Gov. Reynolds announces small business relief for bars and taverns in 6 counties
DES MOINES – Gov. Kim Reynolds announced today that the Iowa Small Business Relief Grant Program will be reopened to provide relief grants to bars, taverns and other establishments impacted by the Aug. 27, 2020 COVID-19 disaster proclamation that closed bars in six counties — Black Hawk, Dallas, Johnson, Linn, Polk and Story County. Eligible businesses will receive a one-time $10,000 grant to assist with cash flow.
“One of our goals since day one of this pandemic has been to provide appropriate and timely economic relief to the businesses most impacted by COVID-19,” Gov. Reynolds said. “A business that is forced to close, even temporarily, means a business owner, workers and families are affected. This short-term program can help bridge the gap for those local businesses as we work to slow the spread of COVID-19.”

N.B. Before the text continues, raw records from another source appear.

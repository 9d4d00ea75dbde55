#![allow(dead_code)]

use async_trait::async_trait;
use bitpay_client::core::config::StaticEnv;
use bitpay_client::{
    BitPayClient, ClientBuilder, Request, Transport, TransportError, TransportResponse,
};
use std::sync::{Arc, Mutex};

pub const PRIVATE_KEY: &str = "97811b691dd7ebaeb67977d158e1da2c4d3eaa4ee4e2555150628acade6b344c";
pub const PUBLIC_KEY: &str = "02326209e52f6f17e987ec27c56a1321acf3d68088b8fb634f232f12ccbc9a4575";

/// Body every request gets unless a test says otherwise.
pub const DEFAULT_BODY: &str = r#"{ "data": [{}] }"#;

type Responder = dyn Fn(&Request) -> Result<TransportResponse, TransportError> + Send + Sync;

/// Transport that records every request and answers from a closure.
#[derive(Clone)]
pub struct MockTransport {
    requests: Arc<Mutex<Vec<Request>>>,
    responder: Arc<Responder>,
}

impl MockTransport {
    pub fn new() -> Self {
        Self::with_body(DEFAULT_BODY)
    }

    pub fn with_body(body: &str) -> Self {
        let body = body.to_string();
        Self::with_responder(move |_| Ok(TransportResponse::new(200, body.clone())))
    }

    pub fn with_responder(
        responder: impl Fn(&Request) -> Result<TransportResponse, TransportError>
            + Send
            + Sync
            + 'static,
    ) -> Self {
        Self {
            requests: Arc::new(Mutex::new(Vec::new())),
            responder: Arc::new(responder),
        }
    }

    /// Answer `tokens` with `tokens_body` and everything else with `body`.
    pub fn with_tokens(tokens_body: &str, body: &str) -> Self {
        let tokens_body = tokens_body.to_string();
        let body = body.to_string();
        Self::with_responder(move |request| {
            let body = if request.url.ends_with("/tokens") {
                tokens_body.clone()
            } else {
                body.clone()
            };
            Ok(TransportResponse::new(200, body))
        })
    }

    pub fn requests(&self) -> Vec<Request> {
        self.requests.lock().unwrap().clone()
    }

    pub fn last_request(&self) -> Request {
        self.requests().last().cloned().expect("no request was sent")
    }

    pub fn request_count(&self) -> usize {
        self.requests.lock().unwrap().len()
    }
}

#[async_trait]
impl Transport for MockTransport {
    async fn send(&self, request: &Request) -> Result<TransportResponse, TransportError> {
        self.requests.lock().unwrap().push(request.clone());
        (self.responder)(request)
    }
}

pub fn init_tracing() {
    let _ = tracing_subscriber::fmt().with_test_writer().try_init();
}

/// Builder wired to a fixed, empty environment and the given transport.
pub fn builder(transport: &MockTransport) -> ClientBuilder {
    init_tracing();
    BitPayClient::builder()
        .env(StaticEnv::new())
        .transport(transport.clone())
}

pub async fn keyed_client(transport: &MockTransport) -> BitPayClient {
    let client = builder(transport).private_key(PRIVATE_KEY).build().unwrap();
    client.ready().await.unwrap();
    client
}

pub fn keyless_client(transport: &MockTransport) -> BitPayClient {
    builder(transport).build().unwrap()
}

The extended program will be open to bars, taverns, breweries, distilleries, wineries or other establishments licensed to sell alcoholic beverages for consumption on premises. Those businesses not in good standing with the Alcoholic Beverages Division, Department of Inspections and Appeals or Department of Revenue will not be eligible for the grants.
“We’re pleased to be able to provide a rapid response to assist our businesses in today’s constantly-evolving environment,” said Iowa Economic Development Authority and Iowa Finance Authority Executive Director Debi Durham. “The new reiteration of the Iowa Small Business Relief Grant program now offered as the Business Disruption Relief program will provide immediate cash flow assistance to hundreds of establishments who have been closed due to the continued public health emergency.”
As before, the reopened Iowa Small Business Relief Grant Program will be administered by the Iowa Economic Development Authority (IEDA). The application period will begin Thursday, Sept. 10, 2020 and be open for two weeks. More information can be found at iowabusinessrecovery.com.
The program will be funded with CARES Act dollars and is estimated to cost $5 million.